31 For who is GOD but the LORD: or who hath any strength, except our GOD?

32 It is GOD that girdeth me with strength of war: and maketh my way perfect.

Here again we have the Blessed Trinity most clearly set forth.* Who is God, but the Lord? The question of Michael the Archangel, when fighting with the dragon and his angels, whence his very name, Mi-cha-el.1 Learn, says the Spanish illation,* on the Festival of that Archangel, what is the power of preserving humility. While it ascribes everything that it can perform to GOD, it is also honoured with the very Name of GOD. For Michael by interpretation is, Who is as GOD? Or who hath any strength except our God? “for though He were crucified through weakness, yet He liveth by the power of GOD.” So from the weakness of the Cross,* came our strength; from the anguish of the Cross, came our comfort; from the death of the Cross, came our life. And then again: It is God that girdeth me with strength of war: girdeth me at Baptism, giveth me power and strength to have victory and to triumph against the devil, the world, and the flesh: girdeth me at Confirmation, which is the very Sacrament of strength: girdeth me by preparing for me by His own sanctification of the material element “the Corn of the mighty.” And thus assisted by each Person of the ever Blessed Trinity, well may the Psalmist cry, and maketh my way perfect. Perfect it ought to be even here: perfect it is commanded to be;* “Thou shalt be perfect with the LORD thy GOD:” perfect it will be hereafter: “The path of the just is as a shining light, that shineth more and more unto the perfect day.” And they also see here a reference to the battle with Goliath: (C.) a type of the great battle which decided the fate of the world. It is God, not Saul, that girdeth me with strength of war. “Saul armed David with his armour, and he put an helmet of brass upon his head.”*.… “And David said unto Saul, I cannot go with these, for I have not proved them.” And thus our David was girded with strength of war, which to human eyes seemed weakness; armed with the staff of His Cross, and with the five smooth stones of His unconquerable wounds from the brook of affliction.

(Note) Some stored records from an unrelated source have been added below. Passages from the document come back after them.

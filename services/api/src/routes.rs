use crate::infra::AppState;
use axum::http::{header, StatusCode};
use axum::middleware::from_fn_with_state;
use axum::response::IntoResponse;
use axum::routing::get;
use axum::{Extension, Json, Router};
use jobmatch::auth::{require_bearer, TokenVerifier};
use jobmatch::workflows::matching::{
    matching_router, ApplicationStore, JobCatalog, MatchingService, ShortlistStore, UserDirectory,
};
use serde_json::json;
use std::sync::Arc;

/// Compose the authenticated workflow routes with the unauthenticated
/// health, readiness, and metrics endpoints.
pub(crate) fn with_matching_routes<C, U, S, A, V>(
    service: Arc<MatchingService<C, U, S, A>>,
    verifier: Arc<V>,
) -> Router
where
    C: JobCatalog + 'static,
    U: UserDirectory + 'static,
    S: ShortlistStore + 'static,
    A: ApplicationStore + 'static,
    V: TokenVerifier + 'static,
{
    matching_router(service)
        .route_layer(from_fn_with_state(verifier, require_bearer::<V>))
        .route("/health", get(healthcheck))
        .route("/ready", get(readiness_endpoint))
        .route("/metrics", get(metrics_endpoint))
}

pub(crate) async fn healthcheck() -> Json<serde_json::Value> {
    Json(json!({ "status": "ok" }))
}

pub(crate) async fn readiness_endpoint(Extension(state): Extension<AppState>) -> impl IntoResponse {
    let ready = state.readiness.load(std::sync::atomic::Ordering::Relaxed);
    let status = if ready {
        StatusCode::OK
    } else {
        StatusCode::SERVICE_UNAVAILABLE
    };

    let payload = if ready {
        json!({ "status": "ready" })
    } else {
        json!({ "status": "initializing" })
    };

    (status, Json(payload))
}

pub(crate) async fn metrics_endpoint(Extension(state): Extension<AppState>) -> impl IntoResponse {
    (
        StatusCode::OK,
        [(header::CONTENT_TYPE, "text/plain; version=0.0.4")],
        state.metrics.render(),
    )
}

33 He maketh my feet like harts’ feet: and setteth me up on high.

It may be taken in two senses. Our LORD’s Feet were swift as the hart’s, (A.) when He came from heaven to work out our salvation. Or if we understand the hart to mean the ibex or some similar mountain goat, then the words will tell us how there was no difficulty too great to be overcome, (Ay.) no place too inaccessible to be scaled, when the Captain of our Salvation assaulted the fortress of the strong man armed. The Bride understands the word in the first sense, when she calls to herself Him Whom she loves: “Haste, my Beloved, and be Thou like to a roe or a young hart upon the mountains of spices.”* Habakkuk seems to take it in the second, when he says: “The LORD GOD is my strength,* and He will make my feet like hinds’ feet, and He will make me to walk in mine high places.” It must be confessed that the prayer of the Prophet shows even more faith than that of David. Setteth me up on high, says the Psalm,—“Will make me to walk upon MY high places,” (D. C.) says the Canticle. We younger brethren of that dear Elder Brother,—we co-heirs with Him Who is the blessed and only heir,—we may use that word my by right of adoption, which He can take into His mouth by right of inheritance.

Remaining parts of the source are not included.